Last night, a "tired sysadmin" ran a directory wipe on the wrong server of code hosting platform Gitlab, deleting over 300 GB of live production data. Following that incident, the website was taken offline while they were trying to restore from a backup. Plot twist: "none [of their] backup/replication techniques [were] working reliably or set up in the first place." It took them a full day to fix the damages, leaving thousands of devs stranded, and losing close to 6 hours of data.
On Twitter, Gitlab posted the most amazing and devastating tweet a sysadmin could ever write in their career:
We accidentally deleted production data and might have to restore from backup.
To be honest, there couldn't be a more disastrous catastrophy for a company that's relying on data as much as they do. Me and the team I'm currently working with have been using Gitlab for a few months now, and already had to suffer from their constant downtime. At one point, Gitlab.com could be offline three to five times a day. We were glad to hear that they were looking to leave the cloud, only to learn that finally, they'd be looking to expand in the cloud after all.
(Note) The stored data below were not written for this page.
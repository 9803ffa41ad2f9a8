//! Drawable scene entries
//!
//! A [`Drawable`] pairs shared mesh data with a model transform, a base
//! colour and a [`DrawableKind`] describing how the mesh is replicated:
//! once, once per instance transform, or deformed by a joint palette.
//!
//! Mesh geometry and instance data are kept on the CPU and uploaded to the
//! GPU lazily the first time a wgpu frame draws them. Both live behind `Arc`,
//! so cloning a drawable shares its GPU buffers instead of duplicating them.

use std::sync::{Arc, OnceLock};

use cgmath::{Deg, InnerSpace, Matrix4, Point3, SquareMatrix, Transform, Vector3};
use wgpu::util::DeviceExt;

use super::vertex::{InstanceRaw, Vertex3D};
use crate::error::{RenderError, Result};

/// Size of the joint palette a skinned drawable can address
pub const MAX_JOINTS: usize = 100;

/// GPU copies of a mesh's vertex and index data
#[derive(Debug)]
pub struct MeshBuffers {
    pub vertex_buffer: wgpu::Buffer,
    pub index_buffer: wgpu::Buffer,
    pub index_count: u32,
}

#[derive(Debug)]
pub struct Mesh {
    name: String,
    vertices: Vec<Vertex3D>,
    indices: Vec<u32>,
    gpu: OnceLock<MeshBuffers>,
}

impl Mesh {
    /// Builds a triangle-list mesh, rejecting dangling or partial triangles.
    pub fn new(name: impl Into<String>, vertices: Vec<Vertex3D>, indices: Vec<u32>) -> Result<Self> {
        let name = name.into();

        if indices.len() % 3 != 0 {
            return Err(RenderError::InvalidMesh(format!(
                "mesh '{}' has {} indices, which is not a whole number of triangles",
                name,
                indices.len()
            )));
        }
        if let Some(&bad) = indices.iter().find(|&&i| i as usize >= vertices.len()) {
            return Err(RenderError::InvalidMesh(format!(
                "mesh '{}' references vertex {} but only has {}",
                name,
                bad,
                vertices.len()
            )));
        }

        Ok(Self {
            name,
            vertices,
            indices,
            gpu: OnceLock::new(),
        })
    }

    pub fn name(&self) -> &str {
        &self.name
    }

    pub fn vertices(&self) -> &[Vertex3D] {
        &self.vertices
    }

    pub fn indices(&self) -> &[u32] {
        &self.indices
    }

    pub fn triangle_count(&self) -> usize {
        self.indices.len() / 3
    }

    pub fn triangles(&self) -> impl Iterator<Item = [&Vertex3D; 3]> + '_ {
        self.indices.chunks_exact(3).map(move |tri| {
            [
                &self.vertices[tri[0] as usize],
                &self.vertices[tri[1] as usize],
                &self.vertices[tri[2] as usize],
            ]
        })
    }

    pub fn is_uploaded(&self) -> bool {
        self.gpu.get().is_some()
    }

    /// GPU buffers for this mesh, created on first use
    pub fn buffers(&self, device: &wgpu::Device) -> &MeshBuffers {
        self.gpu.get_or_init(|| {
            log::debug!(
                "Uploading mesh '{}' ({} vertices, {} triangles)",
                self.name,
                self.vertices.len(),
                self.triangle_count()
            );
            MeshBuffers {
                vertex_buffer: device.create_buffer_init(&wgpu::util::BufferInitDescriptor {
                    label: Some(&format!("{} Vertex Buffer", self.name)),
                    contents: bytemuck::cast_slice(&self.vertices),
                    usage: wgpu::BufferUsages::VERTEX,
                }),
                index_buffer: device.create_buffer_init(&wgpu::util::BufferInitDescriptor {
                    label: Some(&format!("{} Index Buffer", self.name)),
                    contents: bytemuck::cast_slice(&self.indices),
                    usage: wgpu::BufferUsages::INDEX,
                }),
                index_count: self.indices.len() as u32,
            }
        })
    }

    // Helper function to calculate face normals if OBJ doesn't have them
    pub fn calculate_face_normals(positions: &[[f32; 3]], indices: &[u32]) -> Vec<[f32; 3]> {
        let mut normals = vec![Vector3::new(0.0f32, 0.0, 0.0); positions.len()];

        for triangle in indices.chunks_exact(3) {
            let [i0, i1, i2] = [
                triangle[0] as usize,
                triangle[1] as usize,
                triangle[2] as usize,
            ];
            let v0 = Vector3::from(positions[i0]);
            let edge1 = Vector3::from(positions[i1]) - v0;
            let edge2 = Vector3::from(positions[i2]) - v0;
            let face_normal = edge1.cross(edge2);

            for index in [i0, i1, i2] {
                normals[index] += face_normal;
            }
        }

        normals
            .into_iter()
            .map(|n| {
                let length = n.magnitude();
                if length > 0.0 {
                    (n / length).into()
                } else {
                    [0.0, 1.0, 0.0]
                }
            })
            .collect()
    }
}

/// A set of per-instance model matrices, uploaded once on first draw
#[derive(Debug)]
pub struct InstanceSet {
    transforms: Vec<Matrix4<f32>>,
    gpu: OnceLock<wgpu::Buffer>,
}

impl InstanceSet {
    pub fn new(transforms: Vec<Matrix4<f32>>) -> Self {
        Self {
            transforms,
            gpu: OnceLock::new(),
        }
    }

    pub fn transforms(&self) -> &[Matrix4<f32>] {
        &self.transforms
    }

    pub fn len(&self) -> usize {
        self.transforms.len()
    }

    pub fn is_empty(&self) -> bool {
        self.transforms.is_empty()
    }

    pub fn buffer(&self, device: &wgpu::Device) -> &wgpu::Buffer {
        self.gpu.get_or_init(|| {
            let raw: Vec<InstanceRaw> = self.transforms.iter().copied().map(Into::into).collect();
            device.create_buffer_init(&wgpu::util::BufferInitDescriptor {
                label: Some("Instance Buffer"),
                contents: bytemuck::cast_slice(&raw),
                usage: wgpu::BufferUsages::VERTEX,
            })
        })
    }
}

#[derive(Debug, Clone)]
pub enum DrawableKind {
    StaticMesh,
    InstancedMesh { instances: Arc<InstanceSet> },
    SkinnedMesh { joints: Vec<Matrix4<f32>> },
}

#[derive(Debug, Clone)]
pub struct Drawable {
    pub name: String,
    pub meshes: Vec<Arc<Mesh>>,
    pub transform: Matrix4<f32>,
    pub casts_shadows: bool,
    pub visible: bool,
    pub kind: DrawableKind,
    base_color: [f32; 3],
}

impl Drawable {
    /// A static, shadow-casting drawable with identity transform and white colour
    pub fn new(name: impl Into<String>, meshes: Vec<Arc<Mesh>>) -> Self {
        Self {
            name: name.into(),
            meshes,
            transform: Matrix4::identity(),
            casts_shadows: true,
            visible: true,
            kind: DrawableKind::StaticMesh,
            base_color: [1.0, 1.0, 1.0],
        }
    }

    /// Draws every mesh once per transform in `instances`
    pub fn instanced(
        name: impl Into<String>,
        meshes: Vec<Arc<Mesh>>,
        instances: Arc<InstanceSet>,
    ) -> Self {
        Self {
            kind: DrawableKind::InstancedMesh { instances },
            ..Self::new(name, meshes)
        }
    }

    /// A skinned drawable whose `joint_count` joints all start at identity
    pub fn skinned(name: impl Into<String>, meshes: Vec<Arc<Mesh>>, joint_count: usize) -> Result<Self> {
        let name = name.into();
        if joint_count > MAX_JOINTS {
            return Err(RenderError::InvalidMesh(format!(
                "'{}' needs {} joints, the palette holds {}",
                name, joint_count, MAX_JOINTS
            )));
        }
        Ok(Self {
            kind: DrawableKind::SkinnedMesh {
                joints: vec![Matrix4::identity(); joint_count],
            },
            ..Self::new(name, meshes)
        })
    }

    pub fn with_color(mut self, r: f32, g: f32, b: f32) -> Result<Self> {
        self.set_color(r, g, b)?;
        Ok(self)
    }

    /// Sets the base colour. Every channel must lie in [0, 1].
    pub fn set_color(&mut self, r: f32, g: f32, b: f32) -> Result<()> {
        let color = [r, g, b];
        if color.iter().any(|c| !(0.0..=1.0).contains(c)) {
            return Err(RenderError::InvalidMesh(format!(
                "colour of '{}' must lie in [0, 1], got {:?}",
                self.name, color
            )));
        }
        self.base_color = color;
        Ok(())
    }

    pub fn color(&self) -> [f32; 3] {
        self.base_color
    }

    pub fn set_translation(&mut self, translation: Vector3<f32>) {
        self.transform = Matrix4::from_translation(translation);
    }

    /// Create a complete transform from translation, rotation, and scale
    pub fn set_transform_trs(
        &mut self,
        translation: Vector3<f32>,
        rotation_y: Deg<f32>,
        scale: Vector3<f32>,
    ) {
        let t = Matrix4::from_translation(translation);
        let r = Matrix4::from_angle_y(rotation_y);
        let s = Matrix4::from_nonuniform_scale(scale.x, scale.y, scale.z);
        self.transform = t * r * s;
    }

    /// Replaces the joint palette of a skinned drawable.
    pub fn set_joint_matrices(&mut self, matrices: &[Matrix4<f32>]) -> Result<()> {
        if matrices.len() > MAX_JOINTS {
            return Err(RenderError::InvalidMesh(format!(
                "'{}' was given {} joint matrices, the palette holds {}",
                self.name,
                matrices.len(),
                MAX_JOINTS
            )));
        }
        match &mut self.kind {
            DrawableKind::SkinnedMesh { joints } => {
                joints.clear();
                joints.extend_from_slice(matrices);
                Ok(())
            }
            _ => Err(RenderError::InvalidMesh(format!(
                "'{}' is not a skinned drawable",
                self.name
            ))),
        }
    }

    /// Joint palette; empty unless skinned
    pub fn joint_matrices(&self) -> &[Matrix4<f32>] {
        match &self.kind {
            DrawableKind::SkinnedMesh { joints } => joints,
            _ => &[],
        }
    }

    /// Number of copies drawn per mesh
    pub fn instance_count(&self) -> usize {
        match &self.kind {
            DrawableKind::InstancedMesh { instances } => instances.len(),
            _ => 1,
        }
    }

    /// World transform of every drawn copy (model x instance)
    pub fn world_transforms(&self) -> Vec<Matrix4<f32>> {
        match &self.kind {
            DrawableKind::InstancedMesh { instances } => instances
                .transforms()
                .iter()
                .map(|instance| self.transform * *instance)
                .collect(),
            _ => vec![self.transform],
        }
    }

    /// Applies the joint palette to a vertex position in model space.
    ///
    /// Joints the palette does not cover act as identity, matching the
    /// identity padding of the GPU palette.
    pub fn skin_position(&self, vertex: &Vertex3D) -> Point3<f32> {
        let position = Point3::from(vertex.position);
        let palette = self.joint_matrices();
        if palette.is_empty() {
            return position;
        }

        let mut skinned = Vector3::new(0.0, 0.0, 0.0);
        for (joint, weight) in vertex.joints.iter().zip(vertex.weights.iter()) {
            if *weight == 0.0 {
                continue;
            }
            let matrix = palette
                .get(*joint as usize)
                .copied()
                .unwrap_or_else(Matrix4::identity);
            let moved = matrix.transform_point(position);
            skinned += Vector3::new(moved.x, moved.y, moved.z) * *weight;
        }
        Point3::new(skinned.x, skinned.y, skinned.z)
    }
}

#[cfg(test)]
mod tests {
    use super::*;

    fn triangle() -> Arc<Mesh> {
        Arc::new(
            Mesh::new(
                "triangle",
                vec![
                    Vertex3D::new([0.0, 0.0, 0.0], [0.0, 0.0, 1.0]),
                    Vertex3D::new([1.0, 0.0, 0.0], [0.0, 0.0, 1.0]),
                    Vertex3D::new([0.0, 1.0, 0.0], [0.0, 0.0, 1.0]),
                ],
                vec![0, 1, 2],
            )
            .unwrap(),
        )
    }

    #[test]
    fn mesh_rejects_bad_indices() {
        let vertices = vec![Vertex3D::new([0.0; 3], [0.0, 1.0, 0.0]); 3];
        assert!(Mesh::new("partial", vertices.clone(), vec![0, 1]).is_err());
        assert!(Mesh::new("dangling", vertices, vec![0, 1, 3]).is_err());
    }

    #[test]
    fn mesh_errors_and_debug_output_name_the_mesh() {
        let vertices = vec![Vertex3D::new([0.0; 3], [0.0, 1.0, 0.0]); 3];
        let err = Mesh::new("dangling", vertices, vec![0, 1, 7]).unwrap_err();
        assert!(err.to_string().contains("dangling"));

        let mesh = triangle();
        assert!(format!("{:?}", mesh).contains("triangle"));
        let instances = InstanceSet::new(vec![Matrix4::identity()]);
        assert!(format!("{:?}", instances).contains("transforms"));
    }

    #[test]
    fn colour_outside_unit_range_is_rejected() {
        let mut drawable = Drawable::new("box", vec![triangle()]);
        assert!(drawable.set_color(0.1, 0.9, 0.35).is_ok());
        assert_eq!(drawable.color(), [0.1, 0.9, 0.35]);

        let err = drawable.set_color(1.5, 0.0, 0.0).unwrap_err();
        assert!(matches!(err, RenderError::InvalidMesh(_)));
        assert_eq!(drawable.color(), [0.1, 0.9, 0.35]);
    }

    #[test]
    fn clones_share_mesh_data() {
        let drawable = Drawable::new("box", vec![triangle()]);
        let copy = drawable.clone();
        assert!(Arc::ptr_eq(&drawable.meshes[0], &copy.meshes[0]));
    }

    #[test]
    fn instanced_transforms_compose_with_model() {
        let instances = Arc::new(InstanceSet::new(vec![
            Matrix4::from_translation(Vector3::new(1.0, 0.0, 0.0)),
            Matrix4::from_translation(Vector3::new(0.0, 0.0, 2.0)),
        ]));
        let mut drawable = Drawable::instanced("grass", vec![triangle()], instances);
        drawable.set_translation(Vector3::new(0.0, 5.0, 0.0));

        let transforms = drawable.world_transforms();
        assert_eq!(drawable.instance_count(), 2);
        assert_eq!(transforms[0].w.truncate(), Vector3::new(1.0, 5.0, 0.0));
        assert_eq!(transforms[1].w.truncate(), Vector3::new(0.0, 5.0, 2.0));
    }

    #[test]
    fn skinning_blends_joint_matrices() {
        let mut drawable = Drawable::skinned("character", vec![triangle()], 2).unwrap();
        drawable
            .set_joint_matrices(&[
                Matrix4::from_translation(Vector3::new(2.0, 0.0, 0.0)),
                Matrix4::from_translation(Vector3::new(0.0, 4.0, 0.0)),
            ])
            .unwrap();

        let vertex = Vertex3D::skinned([0.0; 3], [0.0, 1.0, 0.0], [0, 1, 0, 0], [0.5, 0.5, 0.0, 0.0]);
        assert_eq!(drawable.skin_position(&vertex), Point3::new(1.0, 2.0, 0.0));
    }

    #[test]
    fn palette_size_is_bounded() {
        assert!(Drawable::skinned("too many", vec![triangle()], MAX_JOINTS + 1).is_err());
        let mut stat = Drawable::new("static", vec![triangle()]);
        assert!(stat.set_joint_matrices(&[Matrix4::identity()]).is_err());
    }

    #[test]
    fn face_normals_point_out_of_counter_clockwise_faces() {
        let normals = Mesh::calculate_face_normals(
            &[[0.0, 0.0, 0.0], [1.0, 0.0, 0.0], [0.0, 1.0, 0.0]],
            &[0, 1, 2],
        );
        for normal in normals {
            assert_eq!(normal, [0.0, 0.0, 1.0]);
        }
    }
}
As Hacker News user connorshea pointed out:
it's never the fault of a person, always of a system
This could be applied to what happened at Gitlab. It feels amazing that for such critical tasks (you don't delete a whole database directory every day), they don't rely to the most simple and effective management system: checklists. It is used around the globe whenever a system is at risk. Airline pilots, surgeons and nurses, army crew, they all have checklists. It is the safenet against repetitive and menial tasks. That's why you'll see airline pilots talking through everything they're doing during an emergency procedure, with their co-pilot enforcing what they're about to do. It usually goes like this:
– "I'm about to turn off A/C.
– Green for turning off A/C.
– A/C is turned off.
– Confirmed. A/C is turned off".
This is greatly exagerated as I haven't flown a plane in.. well ever. But you get my point. Each and every step is monitored and confirmed by a fellow crewman. If you want to know more you can read this Wikipedia article about crew resource management.
Gitlab has taken the stance of total transparency, going as far as live-broadcasting their backup process. Many praise them for taking such a stance, but they hardly couldn't take another one, as there was a slight possibility of irrecuperable failure.
At the end of the day, the real question is not really "who's to blame?" but rather "what's to blame?". Poor practices, lack of preparation and a frustrated and tired engineer make for a bad combo. I'm sure Gitlab will grow from its mistakes. I'm not so sure they've handled the situation perfectly and are not losing clients by the minute, but hey, we can't blame them from trying not to go under.
In rememberance for this day, @CyberShambles has dedicated February 1st as Check Your Backup Day. Good one.